Что же? Неужели не стоит того, чтобы и скорбеть, отвечал я ей, когда видим, что человек, дотоле живой и разговаривающий, вдруг делается бездыханным, безмолвным, неподвижным; все естественные чувства в нем потухают, не действуют ни зрение, ни слух, ни все прочее способствующее ощущению? Поднесешь ли к нему огонь или железо, станешь ли тело рассекать мечом, отдашь ли плотоядным зверям, зароешь ли в землю — при всем этом лежит он одинаково. Поэтому, когда усматривается в этом перемена, а та жизненная причина, которая находилась некогда в теле, вдруг делается невидимой и неприметной, подобно тому как в погашенном светильнике горевшее дотоле пламя и на светильне не остается, и не переходит куда–либо в другое место, но совершенно исчезает, — как тогда сделается возможным без печали перенести такую перемену тому, кто не имеет никакой явной опоры?
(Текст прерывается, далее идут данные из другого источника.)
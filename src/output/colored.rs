//! Colored formatter implementation with terminal color support
//!
//! Latencies are colored by [`PerformanceLevel`], check and threshold
//! marks by pass/fail, and trends are printed one line per endpoint.

use crate::{
    error::Result,
    models::{CheckOutcome, RunReport, ScenarioOutcome, StopReason, ThresholdOutcome, TrendStats},
    scenario::TestPlan,
};
use super::formatter::{
    check_label, fmt_err, format_duration_ms, format_observed, format_rate, plan_lines, stop_reason_label,
    FormattingOptions, OutputFormatter,
};
use colored::*;
use std::fmt::Write as _;

/// Performance level classification for color coding
#[derive(Debug, Clone, PartialEq)]
pub enum PerformanceLevel {
    Excellent,  // < 50ms
    Good,       // 50-100ms
    Fair,       // 100-300ms
    Poor,       // 300-1000ms
    VeryPoor,   // >= 1000ms, over the default latency bound
}

impl PerformanceLevel {
    /// Determine performance level from response time in milliseconds
    pub fn from_response_time(time_ms: f64) -> Self {
        if time_ms < 50.0 {
            Self::Excellent
        } else if time_ms < 100.0 {
            Self::Good
        } else if time_ms < 300.0 {
            Self::Fair
        } else if time_ms < 1000.0 {
            Self::Poor
        } else {
            Self::VeryPoor
        }
    }

    pub fn color(&self) -> Color {
        match self {
            Self::Excellent => Color::Green,
            Self::Good => Color::Cyan,
            Self::Fair => Color::Yellow,
            Self::Poor => Color::Magenta,
            Self::VeryPoor => Color::Red,
        }
    }
}

/// Color scheme configuration
#[derive(Debug, Clone)]
pub struct ColorScheme {
    pub header: Color,
    pub success: Color,
    pub warning: Color,
    pub error: Color,
    pub info: Color,
    pub muted: Color,
    pub border: Color,
}

impl Default for ColorScheme {
    fn default() -> Self {
        Self {
            header: Color::Blue,
            success: Color::Green,
            warning: Color::Yellow,
            error: Color::Red,
            info: Color::Cyan,
            muted: Color::BrightBlack,
            border: Color::BrightBlack,
        }
    }
}

/// Colored formatter implementation
pub struct ColoredFormatter {
    options: FormattingOptions,
    color_scheme: ColorScheme,
}

impl ColoredFormatter {
    pub fn new(options: FormattingOptions) -> Self {
        Self {
            options,
            color_scheme: ColorScheme::default(),
        }
    }

    pub fn with_color_scheme(options: FormattingOptions, color_scheme: ColorScheme) -> Self {
        Self { options, color_scheme }
    }

    /// Whether the environment allows ANSI colors
    ///
    /// `NO_COLOR` disables colors, `FORCE_COLOR` enables them even on a
    /// dumb terminal.
    pub fn supports_color() -> bool {
        color_support_from(
            std::env::var("NO_COLOR").ok(),
            std::env::var("FORCE_COLOR").ok(),
            std::env::var("TERM").ok(),
        )
    }

    /// Enable or disable colors at runtime
    pub fn set_colors_enabled(&mut self, enabled: bool) {
        self.options.enable_color = enabled && Self::supports_color();
    }

    fn colorize(&self, text: &str, color: Color) -> ColoredString {
        if self.options.enable_color {
            text.color(color)
        } else {
            text.normal()
        }
    }

    fn bold(&self, text: &str) -> ColoredString {
        if self.options.enable_color {
            text.bold()
        } else {
            text.normal()
        }
    }

    fn dimmed(&self, text: &str) -> ColoredString {
        if self.options.enable_color {
            text.dimmed()
        } else {
            text.normal()
        }
    }

    fn mark(&self, passed: bool) -> ColoredString {
        if passed {
            self.colorize("✓", self.color_scheme.success)
        } else {
            self.colorize("✗", self.color_scheme.error)
        }
    }

    fn format_duration_colored(&self, duration_ms: f64) -> ColoredString {
        let performance = PerformanceLevel::from_response_time(duration_ms);
        self.colorize(&format_duration_ms(duration_ms), performance.color())
    }

    /// Pass rates: green at 100%, yellow from 95%, red below
    fn format_rate_colored(&self, rate: f64) -> ColoredString {
        let color = if rate >= 1.0 {
            self.color_scheme.success
        } else if rate >= 0.95 {
            self.color_scheme.warning
        } else {
            self.color_scheme.error
        };
        self.colorize(&format_rate(rate), color)
    }

    fn create_section_header(&self, title: &str) -> String {
        if self.options.enable_color {
            title.bold().color(self.color_scheme.header).to_string()
        } else {
            title.to_string()
        }
    }

    /// Name padded with dots to a fixed column, k6 style
    fn dotted(&self, name: &str, width: usize) -> String {
        let dots = width.saturating_sub(name.chars().count() + 1).max(1);
        format!("{} {}", name, self.dimmed(&".".repeat(dots)))
    }

    fn trend_line(&self, trend: &TrendStats) -> String {
        if trend.is_empty() {
            return self.dimmed("no responses").to_string();
        }

        let mut parts = vec![("avg", trend.avg)];
        if self.options.verbose_mode {
            parts.extend([("min", trend.min), ("med", trend.med), ("max", trend.max), ("p(90)", trend.p90)]);
        }
        parts.extend([("p(95)", trend.p95), ("p(99)", trend.p99)]);

        parts
            .into_iter()
            .map(|(label, value)| format!("{}={}", label, self.format_duration_colored(value)))
            .collect::<Vec<_>>()
            .join(" ")
    }
}

/// Color decision from the raw environment values
fn color_support_from(no_color: Option<String>, force_color: Option<String>, term: Option<String>) -> bool {
    if no_color.is_some() {
        return false;
    }
    if force_color.is_some_and(|v| v != "0") {
        return true;
    }
    term.map(|term| term != "dumb").unwrap_or(true)
}

impl OutputFormatter for ColoredFormatter {
    fn format_header(&self, title: &str) -> Result<String> {
        let mut output = String::new();
        let border = "═".repeat(title.chars().count() + 4);

        writeln!(output, "{}", self.colorize(&border, self.color_scheme.border)).map_err(fmt_err)?;
        writeln!(output, "  {}  ", self.create_section_header(title)).map_err(fmt_err)?;
        write!(output, "{}", self.colorize(&border, self.color_scheme.border)).map_err(fmt_err)?;

        Ok(output)
    }

    fn format_plan(&self, plan: &TestPlan, base_url: &str) -> Result<String> {
        let lines = plan_lines(plan, base_url);
        let mut output = String::new();
        for (idx, line) in lines.iter().enumerate() {
            if idx > 0 {
                output.push('\n');
            }
            match line.split_once(": ") {
                Some((label, rest)) if !label.trim_start().starts_with('*') => {
                    write!(output, "{}: {}", self.dimmed(label), self.colorize(rest, self.color_scheme.info))
                        .map_err(fmt_err)?;
                }
                _ => output.push_str(line),
            }
        }
        Ok(output)
    }

    fn format_scenarios(&self, scenarios: &[ScenarioOutcome]) -> Result<String> {
        let mut output = self.create_section_header("Scenarios");
        for scenario in scenarios {
            let reason_color = match scenario.stop_reason {
                StopReason::Completed => self.color_scheme.success,
                StopReason::MaxDuration => self.color_scheme.warning,
                StopReason::Interrupted => self.color_scheme.error,
            };
            write!(
                output,
                "\n  {} {}/{} iterations, {} interrupted, {} VUs, {} [{}]",
                self.dotted(&scenario.name, 24),
                scenario.completed_iterations,
                scenario.planned_iterations,
                scenario.interrupted_iterations,
                scenario.vus,
                format_duration_ms(scenario.duration_ms),
                self.colorize(stop_reason_label(scenario.stop_reason), reason_color)
            )
            .map_err(fmt_err)?;
        }
        Ok(output)
    }

    fn format_checks(&self, checks: &[CheckOutcome]) -> Result<String> {
        let mut output = self.create_section_header("Checks");
        if checks.is_empty() {
            write!(output, "\n  {}", self.dimmed("no checks recorded")).map_err(fmt_err)?;
        }
        for check in checks {
            write!(
                output,
                "\n  {} {} {} ✓ {} ✗ {}",
                self.mark(check.all_passed()),
                self.dotted(&check_label(check), 44),
                self.format_rate_colored(check.pass_rate()),
                check.passes,
                check.fails
            )
            .map_err(fmt_err)?;
        }
        Ok(output)
    }

    fn format_thresholds(&self, thresholds: &[ThresholdOutcome]) -> Result<String> {
        let mut output = self.create_section_header("Thresholds");
        if thresholds.is_empty() {
            write!(output, "\n  {}", self.dimmed("none")).map_err(fmt_err)?;
        }
        for threshold in thresholds {
            let observed = format_observed(threshold);
            let observed = if threshold.observed.is_none() {
                self.dimmed(&observed)
            } else if threshold.passed {
                self.colorize(&observed, self.color_scheme.success)
            } else {
                self.colorize(&observed, self.color_scheme.error)
            };
            write!(
                output,
                "\n  {} {} '{}' observed {}",
                self.mark(threshold.passed),
                self.bold(&threshold.selector),
                threshold.expression,
                observed
            )
            .map_err(fmt_err)?;
        }
        Ok(output)
    }

    fn format_metrics(&self, report: &RunReport) -> Result<String> {
        let mut output = self.create_section_header("Metrics");
        let totals = &report.totals;

        write!(
            output,
            "\n  {} {}",
            self.dotted("http_req_duration", 44),
            self.trend_line(&totals.http_req_duration)
        )
        .map_err(fmt_err)?;
        for endpoint in report.endpoints.values() {
            write!(
                output,
                "\n    {} {}",
                self.dotted(&format!("{{books:{}}}", endpoint.tag), 42),
                self.trend_line(&endpoint.http_req_duration)
            )
            .map_err(fmt_err)?;
        }

        let failed_color = if totals.failed_reqs == 0 {
            self.color_scheme.success
        } else {
            self.color_scheme.error
        };
        write!(
            output,
            "\n  {} {} {} of {}",
            self.dotted("http_req_failed", 44),
            self.colorize(&format_rate(totals.failed_rate()), failed_color),
            totals.failed_reqs,
            totals.http_reqs
        )
        .map_err(fmt_err)?;
        write!(output, "\n  {} {}", self.dotted("http_reqs", 44), totals.http_reqs).map_err(fmt_err)?;
        write!(
            output,
            "\n  {} {} ({} interrupted)",
            self.dotted("iterations", 44),
            totals.iterations,
            totals.interrupted_iterations
        )
        .map_err(fmt_err)?;
        write!(
            output,
            "\n  {} {}",
            self.dotted("checks", 44),
            self.format_rate_colored(report.checks_pass_rate())
        )
        .map_err(fmt_err)?;

        Ok(output)
    }

    fn format_error(&self, error: &str) -> Result<String> {
        Ok(format!("{} {}", self.colorize("✗", self.color_scheme.error), self.colorize(error, self.color_scheme.error)))
    }

    fn format_warning(&self, warning: &str) -> Result<String> {
        Ok(format!("{} {}", self.colorize("!", self.color_scheme.warning), self.colorize(warning, self.color_scheme.warning)))
    }

    fn format_success(&self, message: &str) -> Result<String> {
        Ok(format!("{} {}", self.colorize("✓", self.color_scheme.success), self.colorize(message, self.color_scheme.success)))
    }
}

#[cfg(test)]
mod tests {
    use super::*;
    use crate::output::test_report;

    fn uncolored() -> ColoredFormatter {
        ColoredFormatter::new(FormattingOptions {
            enable_color: false,
            ..Default::default()
        })
    }

    #[test]
    fn test_performance_levels() {
        assert_eq!(PerformanceLevel::from_response_time(10.0), PerformanceLevel::Excellent);
        assert_eq!(PerformanceLevel::from_response_time(75.0), PerformanceLevel::Good);
        assert_eq!(PerformanceLevel::from_response_time(999.9), PerformanceLevel::Poor);
        assert_eq!(PerformanceLevel::from_response_time(1000.0), PerformanceLevel::VeryPoor);
    }

    #[test]
    fn test_color_support_from_environment() {
        assert!(color_support_from(None, None, None));
        assert!(color_support_from(None, None, Some("xterm-256color".to_string())));
        assert!(!color_support_from(None, None, Some("dumb".to_string())));
        assert!(!color_support_from(Some(String::new()), Some("1".to_string()), None));
        assert!(color_support_from(None, Some("1".to_string()), Some("dumb".to_string())));
        assert!(!color_support_from(None, Some("0".to_string()), Some("dumb".to_string())));
    }

    #[test]
    fn test_summary_without_colors_has_no_escape_codes() {
        let output = uncolored().format_summary(&test_report()).unwrap();
        assert!(!output.contains("\x1b["));
        assert!(output.contains("✗ status was 200 {books:new-books}"));
        assert!(output.contains("http_req_failed"));
        assert!(output.contains("2.50% 10 of 400"));
        assert!(output.contains("{books:list-books}"));
    }

    #[test]
    fn test_verbose_trend_line_includes_every_statistic() {
        let formatter = ColoredFormatter::new(FormattingOptions {
            enable_color: false,
            verbose_mode: true,
            ..Default::default()
        });
        let line = formatter.trend_line(&test_report().totals.http_req_duration);
        for label in ["avg=", "min=", "med=", "max=", "p(90)=", "p(95)=", "p(99)="] {
            assert!(line.contains(label), "missing {} in {}", label, line);
        }
        assert!(!uncolored().trend_line(&test_report().totals.http_req_duration).contains("min="));
    }

    #[test]
    fn test_missing_observation_is_reported() {
        let mut report = test_report();
        report.thresholds[1].observed = None;
        let output = uncolored().format_thresholds(&report.thresholds).unwrap();
        assert!(output.contains("observed no data"));
    }
}
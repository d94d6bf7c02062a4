//! Books Load Tester - Main CLI Application
//!
//! Runs the warmup or main load plan against the books service and
//! exits non-zero when a threshold is crossed.

use books_load_tester::{
    cli::Cli,
    client::BooksClient,
    config::{display_config_summary, load_config, validate_config, ValidationLevel},
    error::{AppError, ErrorReporter, Result},
    executor::PlanRunner,
    log_debug, log_info, log_warn,
    logging::LoggerFactory,
    models::Config,
    output::{export_json, OutputCoordinator, OutputFormatterFactory},
    version_info,
};
use clap::Parser;
use std::process;
use std::sync::Arc;
use tokio::sync::watch;

#[tokio::main]
async fn main() {
    std::panic::set_hook(Box::new(|panic_info| {
        eprintln!("Application panic: {}", panic_info);
        process::exit(100);
    }));

    let cli = Cli::parse();
    let reporter = ErrorReporter::new(cli.use_colors(), cli.verbose);

    if let Err(e) = run_application(cli).await {
        reporter.report_error(&e);
        print_error_suggestions(&e);
        process::exit(e.exit_code());
    }
}

/// Main application logic
async fn run_application(cli: Cli) -> Result<()> {
    if cli.version {
        println!("{}", version_info());
        return Ok(());
    }

    if cli.should_show_topic_help() {
        println!("{}", cli.display_help());
        return Ok(());
    }

    let mut config = load_config(cli.clone())?;
    // NO_COLOR, FORCE_COLOR and TERM apply to the logs as well as the summary
    config.enable_color &= cli.use_colors();
    let coordinator = OutputCoordinator::new(OutputFormatterFactory::create_formatter(
        config.enable_color,
        config.verbose,
    ));

    if cli.list_plans {
        println!("{}", coordinator.display_plans(&config.base_url)?);
        return Ok(());
    }

    let factory = LoggerFactory::new(config.clone());
    let result = run_plan(&config, &factory, &coordinator).await;

    if let Err(ref e) = result {
        if config.debug {
            factory.create_error_logger().await.log_error(e, Some("run")).await;
        }
    }

    result
}

async fn run_plan(config: &Config, factory: &LoggerFactory, coordinator: &OutputCoordinator) -> Result<()> {
    let logger = factory.create_logger("MAIN").await;
    log_debug!(logger, "Configuration:\n{}", display_config_summary(config));

    for warning in validate_config(config)? {
        match warning.level {
            ValidationLevel::Info => log_info!(logger, "{}", warning.message),
            ValidationLevel::Warning => log_warn!(logger, "{}", warning.message),
        }
    }

    let plan = config.build_plan()?;
    if !config.quiet {
        println!("{}\n", coordinator.display_plan(&plan, &config.base_url)?);
    }

    let client = Arc::new(BooksClient::new(config.request_timeout())?);
    let shutdown = spawn_interrupt_watcher();

    let runner = PlanRunner::new(client, &config.base_url, config.request_timeout())
        .with_loggers(factory.create_request_logger().await, factory.create_run_logger().await)
        .with_run_id(factory.run_id());
    let report = runner.run(&plan, shutdown).await?;

    if !config.quiet {
        println!("{}", coordinator.display_report(&report)?);
    }

    if let Some(ref path) = config.summary_export {
        export_json(&report, path)?;
        log_info!(logger, "Summary written to {}", path.display());
    }

    report.outcome()
}

/// Flip the shutdown flag on the first Ctrl-C
fn spawn_interrupt_watcher() -> watch::Receiver<bool> {
    let (shutdown_tx, shutdown_rx) = watch::channel(false);
    tokio::spawn(async move {
        if tokio::signal::ctrl_c().await.is_ok() {
            let _ = shutdown_tx.send(true);
        }
    });
    shutdown_rx
}

/// Print helpful suggestions for common errors
fn print_error_suggestions(error: &AppError) {
    match error {
        AppError::Config(_) | AppError::Validation(_) | AppError::Parse(_) => {
            eprintln!();
            eprintln!("Configuration help:");
            eprintln!("  - Check your .env file format");
            eprintln!("  - BASE_URL must start with http:// or https://");
            eprintln!("  - Available plans: warmup, main (see --list-plans)");
            eprintln!("  - Threshold syntax: see --help-topic thresholds");
        }
        AppError::Network(_) | AppError::HttpRequest(_) => {
            eprintln!();
            eprintln!("Network troubleshooting:");
            eprintln!("  - Check the books service is running at the base URL");
            eprintln!("  - From inside a container, try --base-url http://host.docker.internal:8080");
        }
        AppError::Io(_) => {
            eprintln!();
            eprintln!("Check that the --summary-export path is writable");
        }
        _ => {}
    }
}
Ибо, услышав об исходе души, хотя видим оставленное, однако же не знаем об удалявшемся, что такое было оно прежде по природе своей и во что перешло, так как ни земля, пи воздух, ни вода, ни другая какая стихия не показывают в себе этой силы, переселившейся из тела, по исшествии которой оставленное ею мертво и готово уже к тлению.
Макрина.
Как скоро заговорил я так, наставница, помахав рукою, начинает речь: не такой ли страх смущает тебя и объем лет твою мысль, будто бы душа не вечно пребывает, но с разрушением тела и сама прекращает бытие?
Григорий.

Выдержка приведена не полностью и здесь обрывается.